肥満した脂肪細胞における細胞ストレスがインスリン抵抗性を惹起
東北大学は2月22日、太ると血糖値が高くなるメカニズムとして、肥満した脂肪細胞の小胞体ストレスが関与することを発見し、その分子メカニズムを解明したと発表した。この研究は、同大学大学院医学系研究科糖尿病代謝内科学分野の片桐秀樹教授らが、同大学大学院医学系研究科免疫学分野の石井直人教授、岩手医科大学の石垣泰教授、徳島大学先端酵素学研究所の親泊政一教授らと共同で行ったもの。研究成果は「Cell Reports」(電子版)に掲載された。
画像はリリースより
近年、食生活の欧米化にともない、肥満をともなう糖尿病患者は飛躍的に増加し、大きな社会問題となっている。肥満になるとインスリンの効きが悪くなるインスリン抵抗性が生じ血糖値が上昇するが、インスリン抵抗性は糖尿病のみならず、メタボリックシンドロームの基盤病態としても重要だ。
インスリン抵抗性は、肥満状態の脂肪組織に白血球の一種であるマクロファージが入り込み、炎症を起こすことによって誘導されることが知られている。
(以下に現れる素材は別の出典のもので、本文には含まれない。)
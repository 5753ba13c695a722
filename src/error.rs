/// Typed failures surfaced by provisioning steps
use thiserror::Error;

#[derive(Error, Debug)]
pub enum ProvisionError {
    #[error("missing required credentials: {}", .0.join(", "))]
    MissingCredentials(Vec<String>),

    #[error("{program} failed ({}): {}", describe_code(.code), .stderr.trim())]
    CommandFailed {
        program: String,
        code: Option<i32>,
        stderr: String,
    },

    #[error("{resource} did not appear after {attempts} checks")]
    PollExhausted { resource: String, attempts: u32 },

    #[error("timed out after {seconds} seconds waiting for {resource}")]
    PollTimeout { resource: String, seconds: u64 },

    #[error("template {template} has unresolved placeholders: {}", .names.join(", "))]
    Template { template: String, names: Vec<String> },

    #[error("invalid playbook: {0}")]
    InvalidPlaybook(String),
}

impl ProvisionError {
    /// Process exit code for this failure.
    ///
    /// Failed commands pass their own status through so the caller sees what
    /// the tool reported. Everything else exits with 1.
    pub fn exit_code(&self) -> i32 {
        match self {
            ProvisionError::CommandFailed {
                code: Some(code), ..
            } if *code != 0 => *code,
            _ => 1,
        }
    }
}

fn describe_code(code: &Option<i32>) -> String {
    match code {
        Some(code) => format!("exit status {}", code),
        None => "terminated by signal".to_string(),
    }
}

/// Exit code for an error chain, looking for the first typed failure
pub fn exit_code_for(err: &anyhow::Error) -> i32 {
    err.chain()
        .find_map(|cause| cause.downcast_ref::<ProvisionError>())
        .map(ProvisionError::exit_code)
        .unwrap_or(1)
}
/// Provisioning pipeline
///
/// The environment is built by a fixed sequence of steps. Each step either
/// completes or aborts the run; nothing is rolled back. A failed run is
/// recovered by fixing the cause and rerunning, optionally resuming at the
/// failed step with `up --from <step>`. Credentials are always validated
/// first, whatever step the run resumes at.
use anyhow::{Context, Result};
use chrono::{DateTime, Local};
use std::fmt;
use std::future::Future;
use std::path::Path;
use std::time::{Duration, Instant};
use thiserror::Error;
use tracing::info;

use crate::config::{Credentials, EnvSource, Playbook, REQUIRED_VARS};
use crate::k8s::{Kubectl, ReadinessTrace};
use crate::kind::{ImagePreloader, KindCluster};
use crate::mesh::helm::Helm;
use crate::mesh::{AddonInstaller, MeshManager};
use crate::utils::command::CommandRunner;
use crate::workloads::WorkloadDeployer;

/// Pipeline steps in execution order
#[derive(Debug, Clone, Copy, PartialEq, Eq, PartialOrd, Ord, clap::ValueEnum)]
pub enum Step {
    Validate,
    ProvisionInfra,
    LoadImages,
    InstallMesh,
    InstallAddons,
    CreateSecrets,
    DeployWorkloads,
    InstallRoutes,
}

impl Step {
    pub const ALL: [Step; 8] = [
        Step::Validate,
        Step::ProvisionInfra,
        Step::LoadImages,
        Step::InstallMesh,
        Step::InstallAddons,
        Step::CreateSecrets,
        Step::DeployWorkloads,
        Step::InstallRoutes,
    ];

    pub fn as_str(&self) -> &'static str {
        match self {
            Step::Validate => "validate",
            Step::ProvisionInfra => "provision-infra",
            Step::LoadImages => "load-images",
            Step::InstallMesh => "install-mesh",
            Step::InstallAddons => "install-addons",
            Step::CreateSecrets => "create-secrets",
            Step::DeployWorkloads => "deploy-workloads",
            Step::InstallRoutes => "install-routes",
        }
    }
}

impl fmt::Display for Step {
    fn fmt(&self, f: &mut fmt::Formatter<'_>) -> fmt::Result {
        f.write_str(self.as_str())
    }
}

/// Context attached to every step error, naming the step that failed
#[derive(Error, Debug, Clone, Copy, PartialEq, Eq)]
#[error("step {step} failed")]
pub struct StepFailure {
    pub step: Step,
}

/// Timing of one executed step
#[derive(Debug, Clone)]
pub struct StepTiming {
    pub step: Step,
    pub started_at: DateTime<Local>,
    pub elapsed: Duration,
    pub succeeded: bool,
}

/// What a pipeline run did
#[derive(Debug, Clone, Default)]
pub struct RunReport {
    pub steps: Vec<StepTiming>,
    /// Readiness traces of the deployed workloads, in deployment order
    pub workloads: Vec<ReadinessTrace>,
}

impl RunReport {
    /// Steps that were executed, in order
    #[cfg(test)]
    pub fn executed(&self) -> Vec<Step> {
        self.steps.iter().map(|t| t.step).collect()
    }

    pub fn log(&self) {
        info!("Run summary:");
        for timing in &self.steps {
            let marker = if timing.succeeded { "✓" } else { "✗" };
            info!(
                "  {} {:<17} started {}  took {:.1}s",
                marker,
                timing.step.as_str(),
                timing.started_at.format("%H:%M:%S"),
                timing.elapsed.as_secs_f64()
            );
        }
    }
}

/// Check that every external tool is installed
pub async fn check_prerequisites(runner: &dyn CommandRunner) -> Result<()> {
    ImagePreloader::check_docker_installed(runner)
        .await
        .context("docker is required")?;
    KindCluster::check_installed(runner)
        .await
        .context("kind is required")?;
    Kubectl::check_installed(runner)
        .await
        .context("kubectl is required")?;
    Helm::check_installed(runner)
        .await
        .context("helm is required")?;

    info!("✓ docker, kind, kubectl and helm are installed");
    Ok(())
}

/// Sequential provisioning pipeline
pub struct Pipeline<'a> {
    runner: &'a dyn CommandRunner,
    playbook: &'a Playbook,
    env: &'a EnvSource,
    output_dir: &'a Path,
}

impl<'a> Pipeline<'a> {
    pub fn new(
        runner: &'a dyn CommandRunner,
        playbook: &'a Playbook,
        env: &'a EnvSource,
        output_dir: &'a Path,
    ) -> Self {
        Self {
            runner,
            playbook,
            env,
            output_dir,
        }
    }

    /// Validate credentials, then tool prerequisites
    ///
    /// Credentials are checked first so a missing variable aborts the run
    /// before any external command is executed.
    pub async fn validate(&self) -> Result<Credentials> {
        info!("Validating environment...");
        let credentials = Credentials::from_source(self.env, &REQUIRED_VARS)?;
        check_prerequisites(self.runner).await?;
        Ok(credentials)
    }

    /// Load the playbook images into an existing cluster
    pub async fn preload(&self) -> Result<usize> {
        Credentials::from_source(self.env, &REQUIRED_VARS)?;
        ImagePreloader::check_docker_installed(self.runner)
            .await
            .context("docker is required")?;
        KindCluster::check_installed(self.runner)
            .await
            .context("kind is required")?;

        if !KindCluster::new(self.runner, &self.playbook.cluster).exists().await? {
            anyhow::bail!(
                "kind cluster {} does not exist. Run `agentbed up` first.",
                self.playbook.cluster.name
            );
        }

        ImagePreloader::new(self.runner, &self.playbook.cluster.name)
            .preload(&self.playbook.images)
            .await
    }

    /// Delete the kind cluster
    pub async fn teardown(&self) -> Result<()> {
        Credentials::from_source(self.env, &REQUIRED_VARS)?;
        KindCluster::check_installed(self.runner)
            .await
            .context("kind is required")?;
        KindCluster::new(self.runner, &self.playbook.cluster)
            .delete()
            .await
    }

    /// Run every step starting at `from`
    pub async fn run(&self, from: Step) -> Result<RunReport> {
        let mut report = RunReport::default();
        let result = self.run_steps(from, &mut report).await;
        report.log();
        result.map(|_| report)
    }

    async fn run_steps(&self, from: Step, report: &mut RunReport) -> Result<()> {
        let credentials = timed(report, Step::Validate, self.validate()).await?;

        let cluster = KindCluster::new(self.runner, &self.playbook.cluster);
        let context = cluster.context_name();
        let kubeconfig = self.playbook.cluster.kubeconfig.clone();
        let kubectl = Kubectl::new(self.runner, Some(context.clone()), kubeconfig.clone());

        for step in Step::ALL.into_iter().filter(|s| *s != Step::Validate) {
            if step < from {
                info!("Skipping {} (resuming at {})", step, from);
                continue;
            }

            match step {
                Step::Validate => {}
                Step::ProvisionInfra => {
                    timed(report, step, cluster.ensure(self.output_dir)).await?;
                }
                Step::LoadImages => {
                    let preloader = ImagePreloader::new(self.runner, &self.playbook.cluster.name);
                    timed(report, step, preloader.preload(&self.playbook.images)).await?;
                }
                Step::InstallMesh => {
                    let helm = Helm::new(self.runner, Some(context.clone()), kubeconfig.clone());
                    let mesh = MeshManager::new(self.playbook, &kubectl, helm);
                    timed(report, step, mesh.install()).await?;
                }
                Step::InstallAddons => {
                    let addons = AddonInstaller::new(self.playbook, &kubectl);
                    timed(report, step, addons.install()).await?;
                }
                Step::CreateSecrets => {
                    let deployer = WorkloadDeployer::new(self.playbook, &credentials, &kubectl);
                    timed(report, step, deployer.create_secrets()).await?;
                }
                Step::DeployWorkloads => {
                    let deployer = WorkloadDeployer::new(self.playbook, &credentials, &kubectl);
                    let traces = timed(report, step, deployer.deploy()).await?;
                    report.workloads = traces;
                }
                Step::InstallRoutes => {
                    let deployer = WorkloadDeployer::new(self.playbook, &credentials, &kubectl);
                    timed(report, step, deployer.install_routes()).await?;
                }
            }
        }

        info!("✓ Environment {} is ready", self.playbook.cluster.name);
        Ok(())
    }
}

/// Run one step, recording its timing and attributing any failure to it
async fn timed<T, F>(report: &mut RunReport, step: Step, work: F) -> Result<T>
where
    F: Future<Output = Result<T>>,
{
    info!("==> {}", step);
    let started_at = Local::now();
    let clock = Instant::now();

    let result = work.await.context(StepFailure { step });

    report.steps.push(StepTiming {
        step,
        started_at,
        elapsed: clock.elapsed(),
        succeeded: result.is_ok(),
    });
    result
}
マクロファージは、炎症を強める性質を持つM1型と炎症を抑える性質を持つM2型とに大別され、正常な痩せた状態での脂肪組織に存在するマクロファージはほとんどがM2型。肥満になると脂肪組織でM1型が増加し、肥満時の炎症やインスリン抵抗性の原因となると考えられていた。
糖尿病・メタボリックシンドロームに対する治療標的として期待
研究グループは今回、肥満した脂肪細胞ではCHOPと呼ばれるタンパク質が増加することを発見。CHOPは、細胞内でタンパク質合成などが過剰な状況で起こる細胞ストレスの一種「小胞体ストレス」時に劇的に増加するタンパク質。肥満状態の脂肪細胞でも増加する。このCHOPを欠損したマウスでは、肥満により脂肪組織のマクロファージは増えるものの、M2型が多いままであり、インスリン抵抗性や糖尿病になりにくいことが明らかになった。
また、痩せた状態の脂肪細胞はマクロファージをM2型に誘導するTh2サイトカインを分泌するが、肥満した脂肪細胞ではTh2サイトカインの産生・分泌が減少すること、CHOPを欠損した脂肪細胞ではこの産生減少が起こりにくいことを発見したという。さらに、培養脂肪細胞に小胞体ストレスをかけると、CHOPが増加してTh2サイトカインの産生が激減することを証明。このことから、肥満から糖尿病へとつながる機序が明らかとなり、これに関与する脂肪組織内での分子メカニズムが解明された。
これまでに研究グループでは、血管細胞におけるCHOPの増加が動脈硬化につながること、膵β細胞での小胞体ストレスがインスリンの分泌を減らすことなどを見出している。これらを総合すると、肥満状態における各臓器の細胞での小胞体ストレスによるCHOPの増加は、インスリン抵抗性と分泌低下の両面から糖尿病発症につながること、さらには、メタボリックシンドロームと血管障害の両面から動脈硬化につながることが考えられるという。
今回の研究で解明された分子機序は、糖尿病・メタボリックシンドロームおよび動脈硬化に対する統合的な治療標的になるものとして、今後の研究に期待が寄せられる。